It Takes at Least 7 Years in SaaS: Can You Do The Time?

I was recently at a dinner with a founder of a pretty successful web company, and he asked how long I had worked on EchoSign, and he nodded his head, and he said “Yeah same for me.  It takes about 7 years”.

People know SaaS takes longer than consumer web to scale.  But it’s not always clear how much longer.  Let’s look at some basic math, assume it takes you about 2 years to really get going, and then you grow 100% a year through $50m in ARR or so (not easy mind you):

  • Y1 revenue: $0
  • Y2 revenue: $1m
  • Y2 revenue: $3m
  • Y3 revenue: $6m
  • Y4 revenue: $12m
  • Y5 revenue: $24m
  • Y6 revenue: $48m
  • Y7 revenue: $80m

So even here, ready for your IPO in Year 8, having done extremely well and hit $80m ARR in Year 7 – it took you seven years.  If you do well, but a little worse than this, it can take a decade.  A friggin’ decade.

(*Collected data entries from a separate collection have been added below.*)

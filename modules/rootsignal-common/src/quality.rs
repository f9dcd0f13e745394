use serde::{Deserialize, Serialize};

#[derive(Debug, Clone, Copy, PartialEq, Eq, Serialize, Deserialize)]
#[serde(rename_all = "snake_case")]
pub enum GeoAccuracy {
    /// Address or venue extracted
    High,
    /// Neighborhood or zip code
    Medium,
    /// City-level fallback
    Low,
}

#[derive(Debug, Clone, Serialize, Deserialize)]
pub struct ExtractionQuality {
    /// Has action_url AND (has timing OR is ongoing)
    pub actionable: bool,
    /// Location extracted with at least city-level precision
    pub has_location: bool,
    /// Has an action URL
    pub has_action_url: bool,
    /// Has timing information
    pub has_timing: bool,
    /// Confidence in location correctness
    pub geo_accuracy: GeoAccuracy,
    /// Fraction of type-specific required fields populated (0.0-1.0)
    pub completeness: f32,
    /// Weighted confidence score (0.0-1.0)
    pub confidence: f32,
}

/// Confidence thresholds for display tiers
pub const CONFIDENCE_DISPLAY_FULL: f32 = 0.6;
pub const CONFIDENCE_DISPLAY_LIMITED: f32 = 0.4;

/// Freshness threshold — signals not confirmed within this many days are hidden (unless ongoing)
pub const FRESHNESS_MAX_DAYS: i64 = 30;

/// Need signals expire after this many days (fundraisers, volunteer calls, etc.)
pub const NEED_EXPIRE_DAYS: i64 = 60;

/// Notice signals expire after this many days (PSAs, advisories stay relevant longer)
pub const NOTICE_EXPIRE_DAYS: i64 = 90;

/// Grace period after a gathering ends before it's hidden (hours).
/// Allows same-day gatherings to remain visible until the day is over.
// GAP: 12h is too aggressive — one-time gatherings vanish immediately. Recurring gatherings
// survive only because `is_recurring = true` bypasses the check entirely, but we don't
// store recurrence rules (frequency, next_occurrence) so there's no way to compute
// upcoming dates. Needs: (1) `recurrence_rule` + `next_occurrence` fields on GatheringNode,
// (2) extractor prompt to populate them, (3) scout to recompute next_occurrence each run,
// (4) expiry clause to use next_occurrence for recurring gatherings. For now, bumped to 7 days
// so past one-time gatherings linger longer on the map.
pub const GATHERING_PAST_GRACE_HOURS: i64 = 168; // 7 days
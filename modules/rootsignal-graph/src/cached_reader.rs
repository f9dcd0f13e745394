use std::collections::HashMap;
use std::sync::Arc;

use uuid::Uuid;

use rootsignal_common::{
    ActorNode, EvidenceNode, Node, NodeType, StoryNode, TagNode, TensionResponse,
};

use crate::cache::CacheStore;
use crate::reader::passes_display_filter;
use crate::PublicGraphReader;

/// Read interface that serves public queries from an in-memory cache
/// and delegates vector search + admin queries to Neo4j.
pub struct CachedReader {
    cache: Arc<CacheStore>,
    neo4j_reader: PublicGraphReader,
}
// Core engine types: aggregate, events, deps, stats, engine, projection.

pub mod aggregate;
pub mod deps;
pub mod engine;
pub mod events;
pub mod projection;
pub mod stats;
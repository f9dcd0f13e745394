//! RunLog for disk serialization / replay of simulated web interactions.

use chrono::{DateTime, Utc};
use serde::{Deserialize, Serialize};
use std::path::Path;

use crate::types::{SimPage, SimPost, SimSearchResult};

/// A log of all interactions with a SimulatedWeb during a test run.
#[derive(Debug, Clone, Serialize, Deserialize)]
pub struct RunLog {
    pub started_at: DateTime<Utc>,
    pub entries: Vec<LogEntry>,
}

/// A single logged interaction.
#[derive(Debug, Clone, Serialize, Deserialize)]
#[serde(tag = "type")]
pub enum LogEntry {
    Search {
        query: String,
        results: Vec<SimSearchResult>,
        timestamp: DateTime<Utc>,
    },
    Scrape {
        url: String,
        page: SimPage,
        timestamp: DateTime<Utc>,
    },
    Social {
        platform: String,
        identifier: String,
        posts: Vec<SimPost>,
        timestamp: DateTime<Utc>,
    },
    Hashtags {
        hashtags: Vec<String>,
        posts: Vec<SimPost>,
        timestamp: DateTime<Utc>,
    },
}

impl RunLog {
    pub fn new() -> Self {
        Self {
            started_at: Utc::now(),
            entries: Vec::new(),
        }
    }

    pub fn save(&self, path: &Path) -> anyhow::Result<()> {
        let json = serde_json::to_string_pretty(self)?;
        if let Some(parent) = path.parent() {
            std::fs::create_dir_all(parent)?;
        }
        std::fs::write(path, json)?;
        Ok(())
    }

    pub fn load(path: &Path) -> anyhow::Result<Self> {
        let json = std::fs::read_to_string(path)?;
        let log: Self = serde_json::from_str(&json)?;
        Ok(log)
    }
}

impl Default for RunLog {
    fn default() -> Self {
        Self::new()
    }
}
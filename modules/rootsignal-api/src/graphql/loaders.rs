use std::collections::HashMap;
use std::sync::Arc;

use async_graphql::dataloader::Loader;
use uuid::Uuid;

use rootsignal_common::{ActorNode, CitationNode, ScheduleNode, SituationNode, TagNode};
use rootsignal_graph::CachedReader;

// --- CitationBySignalLoader ---

pub struct CitationBySignalLoader {
    pub reader: Arc<CachedReader>,
}

impl Loader<Uuid> for CitationBySignalLoader {
    type Value = Vec<CitationNode>;
    type Error = Arc<anyhow::Error>;

    async fn load(&self, keys: &[Uuid]) -> Result<HashMap<Uuid, Self::Value>, Self::Error> {
        self.reader
            .batch_citation_by_signal_ids(keys)
            .await
            .map_err(|e| Arc::new(anyhow::anyhow!(e)))
    }
}

// --- ActorsBySignalLoader ---

pub struct ActorsBySignalLoader {
    pub reader: Arc<CachedReader>,
}

impl Loader<Uuid> for ActorsBySignalLoader {
    type Value = Vec<ActorNode>;
    type Error = Arc<anyhow::Error>;

    async fn load(&self, keys: &[Uuid]) -> Result<HashMap<Uuid, Self::Value>, Self::Error> {
        self.reader
            .batch_actors_by_signal_ids(keys)
            .await
            .map_err(|e| Arc::new(anyhow::anyhow!(e)))
    }
}

// --- SituationsBySignalLoader ---

pub struct SituationsBySignalLoader {
    pub reader: Arc<CachedReader>,
}

impl Loader<Uuid> for SituationsBySignalLoader {
    type Value = Vec<SituationNode>;
    type Error = Arc<anyhow::Error>;

    async fn load(&self, keys: &[Uuid]) -> Result<HashMap<Uuid, Self::Value>, Self::Error> {
        self.reader
            .batch_situations_by_signal_ids(keys)
            .await
            .map_err(|e| Arc::new(anyhow::anyhow!(e)))
    }
}

// --- ScheduleBySignalLoader ---

pub struct ScheduleBySignalLoader {
    pub reader: Arc<CachedReader>,
}

impl Loader<Uuid> for ScheduleBySignalLoader {
    type Value = ScheduleNode;
    type Error = Arc<anyhow::Error>;

    async fn load(&self, keys: &[Uuid]) -> Result<HashMap<Uuid, Self::Value>, Self::Error> {
        self.reader
            .batch_schedules_by_signal_ids(keys)
            .await
            .map_err(|e| Arc::new(anyhow::anyhow!(e)))
    }
}

// --- TagsBySituationLoader ---

pub struct TagsBySituationLoader {
    pub reader: Arc<CachedReader>,
}

impl Loader<Uuid> for TagsBySituationLoader {
    type Value = Vec<TagNode>;
    type Error = Arc<anyhow::Error>;

    async fn load(&self, keys: &[Uuid]) -> Result<HashMap<Uuid, Self::Value>, Self::Error> {
        self.reader
            .batch_tags_by_situation_ids(keys)
            .await
            .map_err(Arc::new)
    }
}
pub async fn city_detail_page(
    _session: AdminSession,
    State(state): State<Arc<AppState>>,
    Path(slug): Path<String>,
    Query(params): Query<CityDetailQuery>,
) -> impl IntoResponse {
    let city = match state.writer.get_city(&slug).await {
        Ok(Some(c)) => c,
        Ok(None) => return (StatusCode::NOT_FOUND, Html("City not found".to_string())),
        Err(e) => {
            warn!(error = %e, "Failed to load city");
            return (
                StatusCode::INTERNAL_SERVER_ERROR,
                Html("Error loading city".to_string()),
            );
        }
    };

    let scout_running = match state.writer.acquire_scout_lock().await {
        Ok(true) => {
            let _ = state.writer.release_scout_lock().await;
            false
        }
        Ok(false) => true,
        Err(_) => false,
    };

    let city_view = CityView {
        name: city.name.clone(),
        slug: city.slug.clone(),
        center_lat: city.center_lat,
        center_lng: city.center_lng,
        radius_km: city.radius_km,
        geo_terms: city.geo_terms.join(", "),
        active: city.active,
        scout_running,
    };

    let tab = if params.tab == "stories" {
        "stories".to_string()
    } else {
        "signals".to_string()
    };

    let signals = if tab == "signals" {
        state
            .reader
            .list_recent(100, None)
            .await
            .unwrap_or_default()
            .iter()
            .map(node_to_view)
            .collect()
    } else {
        Vec::new()
    };

    let stories = if tab == "stories" {
        let raw = state
            .reader
            .top_stories_by_energy(50, None)
            .await
            .unwrap_or_default();
        let story_ids: Vec<uuid::Uuid> = raw.iter().map(|s| s.id).collect();
        let ev_counts = state
            .reader
            .story_evidence_counts(&story_ids)
            .await
            .unwrap_or_default();
        raw.iter()
            .map(|s| {
                let ec = ev_counts
                    .iter()
                    .find(|(id, _)| *id == s.id)
                    .map(|(_, c)| *c)
                    .unwrap_or(0);
                story_to_view(s, ec)
            })
            .collect()
    } else {
        Vec::new()
    };

    (
        StatusCode::OK,
        Html(render_city_detail(city_view, tab, signals, stories)),
    )
}
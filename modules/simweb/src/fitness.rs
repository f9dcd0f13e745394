//! Fitness scoring for genome evaluation.

use chrono::Utc;

use crate::genome::{FitnessScore, ScenarioScore};

/// Score a genome's performance across scenarios.
///
/// Formula:
/// - `verdict_avg` = mean of all `verdict_score` values (0.0–1.0)
/// - `audit_avg` = mean of `audit_passed / audit_total` per scenario
/// - `raw = 0.7 * verdict_avg + 0.3 * audit_avg`
/// - `regressions` = count of scenarios baseline passed but mutant fails
/// - `total = max(0, raw - regressions * 0.05)`
pub fn score_genome(scores: &[ScenarioScore], baseline: Option<&[ScenarioScore]>) -> FitnessScore {
    if scores.is_empty() {
        return FitnessScore {
            total: 0.0,
            scenario_scores: vec![],
            audit_pass_rate: 0.0,
            regressions: 0,
            evaluated_at: Utc::now(),
        };
    }

    let verdict_avg: f64 =
        scores.iter().map(|s| s.verdict_score as f64).sum::<f64>() / scores.len() as f64;

    let audit_avg: f64 = scores
        .iter()
        .map(|s| {
            if s.audit_total == 0 {
                1.0
            } else {
                s.audit_passed as f64 / s.audit_total as f64
            }
        })
        .sum::<f64>()
        / scores.len() as f64;

    let regressions = count_regressions(scores, baseline);

    let raw = 0.7 * verdict_avg + 0.3 * audit_avg;
    let total = (raw - regressions as f64 * 0.05).max(0.0);

    FitnessScore {
        total,
        scenario_scores: scores.to_vec(),
        audit_pass_rate: audit_avg,
        regressions,
        evaluated_at: Utc::now(),
    }
}

/// Count scenarios where baseline passed but mutant fails.
fn count_regressions(scores: &[ScenarioScore], baseline: Option<&[ScenarioScore]>) -> u32 {
    let baseline = match baseline {
        Some(b) => b,
        None => return 0,
    };

    let mut count = 0u32;
    for score in scores {
        if let Some(base) = baseline.iter().find(|b| b.name == score.name) {
            if base.verdict_pass && !score.verdict_pass {
                count += 1;
            }
        }
    }
    count
}

/// Selection rule: mutant replaces champion only if total > champion AND zero regressions.
pub fn is_improvement(mutant: &FitnessScore, champion: &FitnessScore) -> bool {
    mutant.total > champion.total && mutant.regressions == 0
}

#[cfg(test)]
mod tests {
    use super::*;

    fn make_score(
        name: &str,
        pass: bool,
        score: f32,
        audit_passed: usize,
        audit_total: usize,
    ) -> ScenarioScore {
        ScenarioScore {
            name: name.to_string(),
            verdict_pass: pass,
            verdict_score: score,
            audit_passed,
            audit_total,
        }
    }

    #[test]
    fn empty_scores_yield_zero() {
        let fitness = score_genome(&[], None);
        assert_eq!(fitness.total, 0.0);
    }

    #[test]
    fn perfect_scores_yield_one() {
        let scores = vec![
            make_score("a", true, 1.0, 5, 5),
            make_score("b", true, 1.0, 3, 3),
        ];
        let fitness = score_genome(&scores, None);
        assert!((fitness.total - 1.0).abs() < 0.001);
    }

    #[test]
    fn regressions_penalize() {
        let baseline = vec![
            make_score("a", true, 0.8, 4, 5),
            make_score("b", true, 0.7, 3, 5),
        ];
        let mutant = vec![
            make_score("a", false, 0.3, 2, 5), // regression
            make_score("b", true, 0.9, 5, 5),
        ];
        let fitness = score_genome(&mutant, Some(&baseline));
        assert_eq!(fitness.regressions, 1);
        // raw = 0.7 * 0.6 + 0.3 * 0.7 = 0.42 + 0.21 = 0.63, penalty = 0.05 → 0.58
        assert!(fitness.total < 0.63);
    }

    #[test]
    fn improvement_requires_zero_regressions() {
        let champion = FitnessScore {
            total: 0.5,
            scenario_scores: vec![],
            audit_pass_rate: 0.5,
            regressions: 0,
            evaluated_at: Utc::now(),
        };
        let better_but_regressed = FitnessScore {
            total: 0.6,
            scenario_scores: vec![],
            audit_pass_rate: 0.7,
            regressions: 1,
            evaluated_at: Utc::now(),
        };
        assert!(!is_improvement(&better_but_regressed, &champion));

        let clean_improvement = FitnessScore {
            total: 0.6,
            scenario_scores: vec![],
            audit_pass_rate: 0.7,
            regressions: 0,
            evaluated_at: Utc::now(),
        };
        assert!(is_improvement(&clean_improvement, &champion));
    }
}
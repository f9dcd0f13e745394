use anyhow::Result;
use serde::{Deserialize, Serialize};
use sqlx::PgPool;
use uuid::Uuid;

use super::scrape_source::DiscoveredPage;
use crate::scraping::Source;

#[derive(Debug, Clone, Serialize, Deserialize)]
pub struct DiscoveryResult {
    pub created: Vec<Uuid>,
    pub skipped: u32,
}

/// Create Source records from web search results.
/// Each URL becomes a website source (deduplicated by domain).
pub async fn discover_sources(
    pages: &[DiscoveredPage],
    parent_source_id: Uuid,
    pool: &PgPool,
) -> Result<DiscoveryResult> {
    let mut created = Vec::new();
    let mut skipped: u32 = 0;

    for page in pages {
        match Source::find_or_create_website(&page.title, &page.url, Some(parent_source_id), pool)
            .await
        {
            Ok((source, was_created)) => {
                if was_created {
                    tracing::info!(source_id = %source.id, url = %page.url, "Discovered new source");
                    created.push(source.id);
                } else {
                    skipped += 1;
                }
            }
            Err(e) => {
                tracing::warn!(url = %page.url, error = %e, "Failed to create source from URL");
                skipped += 1;
            }
        }
    }

    tracing::info!(
        parent = %parent_source_id,
        created = created.len(),
        skipped = skipped,
        "Source discovery complete"
    );

    Ok(DiscoveryResult { created, skipped })
}
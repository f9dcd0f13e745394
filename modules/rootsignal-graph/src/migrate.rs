use neo4rs::query;
use tracing::info;

use crate::GraphClient;

/// Run idempotent schema migrations: constraints, indexes.
pub async fn migrate(client: &GraphClient) -> Result<(), neo4rs::Error> {
    let g = &client.graph;

    info!("Running schema migrations...");

    // --- UUID uniqueness constraints ---
    let constraints = [
        "CREATE CONSTRAINT event_id IF NOT EXISTS FOR (n:Event) REQUIRE n.id IS UNIQUE",
        "CREATE CONSTRAINT give_id IF NOT EXISTS FOR (n:Give) REQUIRE n.id IS UNIQUE",
        "CREATE CONSTRAINT ask_id IF NOT EXISTS FOR (n:Ask) REQUIRE n.id IS UNIQUE",
        "CREATE CONSTRAINT tension_id IF NOT EXISTS FOR (n:Tension) REQUIRE n.id IS UNIQUE",
        "CREATE CONSTRAINT evidence_id IF NOT EXISTS FOR (n:Evidence) REQUIRE n.id IS UNIQUE",
    ];

    for c in &constraints {
        g.run(query(c)).await?;
    }
    info!("UUID uniqueness constraints created");

    // --- NOT NULL constraints on safety-critical fields ---
    let not_null = [
        "CREATE CONSTRAINT event_sensitivity IF NOT EXISTS FOR (n:Event) REQUIRE n.sensitivity IS NOT NULL",
        "CREATE CONSTRAINT give_sensitivity IF NOT EXISTS FOR (n:Give) REQUIRE n.sensitivity IS NOT NULL",
        "CREATE CONSTRAINT ask_sensitivity IF NOT EXISTS FOR (n:Ask) REQUIRE n.sensitivity IS NOT NULL",
        "CREATE CONSTRAINT tension_sensitivity IF NOT EXISTS FOR (n:Tension) REQUIRE n.sensitivity IS NOT NULL",
        "CREATE CONSTRAINT event_confidence IF NOT EXISTS FOR (n:Event) REQUIRE n.confidence IS NOT NULL",
        "CREATE CONSTRAINT give_confidence IF NOT EXISTS FOR (n:Give) REQUIRE n.confidence IS NOT NULL",
        "CREATE CONSTRAINT ask_confidence IF NOT EXISTS FOR (n:Ask) REQUIRE n.confidence IS NOT NULL",
        "CREATE CONSTRAINT tension_confidence IF NOT EXISTS FOR (n:Tension) REQUIRE n.confidence IS NOT NULL",
    ];

    for c in &not_null {
        g.run(query(c)).await?;
    }
    info!("NOT NULL constraints on sensitivity/confidence created");

    // --- Spatial indexes (POINT) ---
    let spatial = [
        "CREATE POINT INDEX event_location IF NOT EXISTS FOR (n:Event) ON (n.location)",
        "CREATE POINT INDEX give_location IF NOT EXISTS FOR (n:Give) ON (n.location)",
        "CREATE POINT INDEX ask_location IF NOT EXISTS FOR (n:Ask) ON (n.location)",
        "CREATE POINT INDEX tension_location IF NOT EXISTS FOR (n:Tension) ON (n.location)",
    ];

    for s in &spatial {
        g.run(query(s)).await?;
    }
    info!("Spatial indexes created");

    // --- Full-text indexes ---
    let fulltext = [
        "CREATE FULLTEXT INDEX event_text IF NOT EXISTS FOR (n:Event) ON EACH [n.title, n.summary]",
        "CREATE FULLTEXT INDEX give_text IF NOT EXISTS FOR (n:Give) ON EACH [n.title, n.summary]",
        "CREATE FULLTEXT INDEX ask_text IF NOT EXISTS FOR (n:Ask) ON EACH [n.title, n.summary]",
        "CREATE FULLTEXT INDEX tension_text IF NOT EXISTS FOR (n:Tension) ON EACH [n.title, n.summary]",
    ];

    for f in &fulltext {
        g.run(query(f)).await?;
    }
    info!("Full-text indexes created");

    // --- Vector indexes (1024-dim for Voyage embeddings) ---
    // Neo4j 5.x vector index syntax
    let vector = [
        "CREATE VECTOR INDEX event_embedding IF NOT EXISTS FOR (n:Event) ON (n.embedding) OPTIONS {indexConfig: {`vector.dimensions`: 1024, `vector.similarity_function`: 'cosine'}}",
        "CREATE VECTOR INDEX give_embedding IF NOT EXISTS FOR (n:Give) ON (n.embedding) OPTIONS {indexConfig: {`vector.dimensions`: 1024, `vector.similarity_function`: 'cosine'}}",
        "CREATE VECTOR INDEX ask_embedding IF NOT EXISTS FOR (n:Ask) ON (n.embedding) OPTIONS {indexConfig: {`vector.dimensions`: 1024, `vector.similarity_function`: 'cosine'}}",
        "CREATE VECTOR INDEX tension_embedding IF NOT EXISTS FOR (n:Tension) ON (n.embedding) OPTIONS {indexConfig: {`vector.dimensions`: 1024, `vector.similarity_function`: 'cosine'}}",
    ];

    for v in &vector {
        g.run(query(v)).await?;
    }
    info!("Vector indexes created");

    info!("Schema migration complete");
    Ok(())
}
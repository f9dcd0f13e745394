use rootsignal_common::{ExtractionQuality, GeoAccuracy, Node};

/// Compute extraction quality for a signal node.
pub fn score(node: &Node) -> ExtractionQuality {
    let meta = match node.meta() {
        Some(m) => m,
        None => {
            return ExtractionQuality {
                actionable: false,
                has_location: false,
                has_action_url: false,
                has_timing: false,

                geo_accuracy: GeoAccuracy::Low,
                completeness: 0.0,
                confidence: 0.0,
            };
        }
    };

    let has_location = meta.location.is_some();
    let geo_accuracy = match meta.location {
        Some(ref loc) => match loc.precision {
            rootsignal_common::GeoPrecision::Exact => GeoAccuracy::High,
            rootsignal_common::GeoPrecision::Neighborhood => GeoAccuracy::Medium,
            _ => GeoAccuracy::Low,
        },
        None => GeoAccuracy::Low,
    };

    let (has_action_url, has_timing) = match node {
        Node::Event(e) => {
            // Extractor defaults: missing URL → source_url, missing time → now.
            // Detect these defaults so quality score reflects actual extraction quality.
            let has_real_url = !e.action_url.is_empty() && e.action_url != meta.source_url;
            let has_real_timing = (e.starts_at - meta.extracted_at).num_seconds().abs() > 60;
            (has_real_url, has_real_timing)
        }
        Node::Give(g) => (!g.action_url.is_empty(), g.is_ongoing),
        Node::Ask(a) => (a.action_url.is_some(), false),
        Node::Notice(_) => (false, false),
        Node::Tension(_) => (false, false),
        Node::Evidence(_) => (false, false),
    };

    let actionable = matches!(node, Node::Notice(_))
        || (has_action_url
            && (has_timing
                || matches!(node, Node::Give(g) if g.is_ongoing)
                || matches!(node, Node::Ask(_))));

    // Completeness: fraction of 7 key fields populated
    // title, summary, signal_type (always), audience_roles, location, action_url, timing
    let mut filled = 3.0_f32; // title, summary, signal_type always present
    if !meta.audience_roles.is_empty() {
        filled += 1.0;
    }
    if has_location {
        filled += 1.0;
    }
    if has_action_url {
        filled += 1.0;
    }
    if has_timing {
        filled += 1.0;
    }
    let completeness = filled / 7.0;

    // Confidence: weighted average
    let geo_score = match geo_accuracy {
        GeoAccuracy::High => 1.0_f32,
        GeoAccuracy::Medium => 0.7,
        GeoAccuracy::Low => 0.3,
    };
    let confidence =
        meta.source_trust * 0.3 + geo_score * 0.2 + completeness * 0.3 + meta.freshness_score * 0.2;

    ExtractionQuality {
        actionable,
        has_location,
        has_action_url,
        has_timing,
        geo_accuracy,
        completeness,
        confidence: confidence.clamp(0.0, 1.0),
    }
}
/// Actor ID for apify/facebook-posts-scraper.
const FACEBOOK_POSTS_SCRAPER: &str = "KoJrdxJCTtpon81KY";

/// Actor ID for apidojo/tweet-scraper.
const TWEET_SCRAPER: &str = "61RPP7dywgiy0JPD0";

/// Actor ID for clockworks/tiktok-scraper.
const TIKTOK_SCRAPER: &str = "GdWCkxBtKWOsKjdch";

/// Actor ID for trudax/reddit-scraper.
const REDDIT_SCRAPER: &str = "FgJtjDwJCLhRH9saM";

pub struct ApifyClient {
    client: reqwest::Client,
    token: String,
}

What about M&A?  The challenge with M&A is most SaaS M&A, unless it’s trivial stuff — the acquiror wants to wait for some scale at least.  $10-$20m in ARR at least.  So with the math above, that can take 5-6 years as well to get a healthy exit.

Anyhow this math isn’t new.  Everyone in the old days used to talk about 7 years to an IPO, or whatever.  But the problem is a lot of folks who haven’t lived in the SaaS world, or come out of consumer, I’m not sure they really get it.  In consumer web, you really can think in terms of 18-24 month commitments, at least initial commitments.  Fail fast, pivot fast, acqui-hires, blah blah blah.

But if you want to start a SaaS company — you have to be willing to do the time.

image from here.

There are 9 comments

  1. markokenya

    Great post, thanks Jason. My projections are a bit steeper than this, and interestingly, exactly the same year 2 and 3. Then, mine go to $56M by year 5. This is based on a strong market demand, which we know is true, and a pretty high per user price ($105), compared with Echosign, Okta and others. We’re still much cheaper than the market we’re addressing.
    Most interesting is talking with angels whose recent investments have been social / consumer internet: we’ll get there slowly, and we won’t know after year 1 whether we’re a tank stuck in mud, or a rocket to the moon.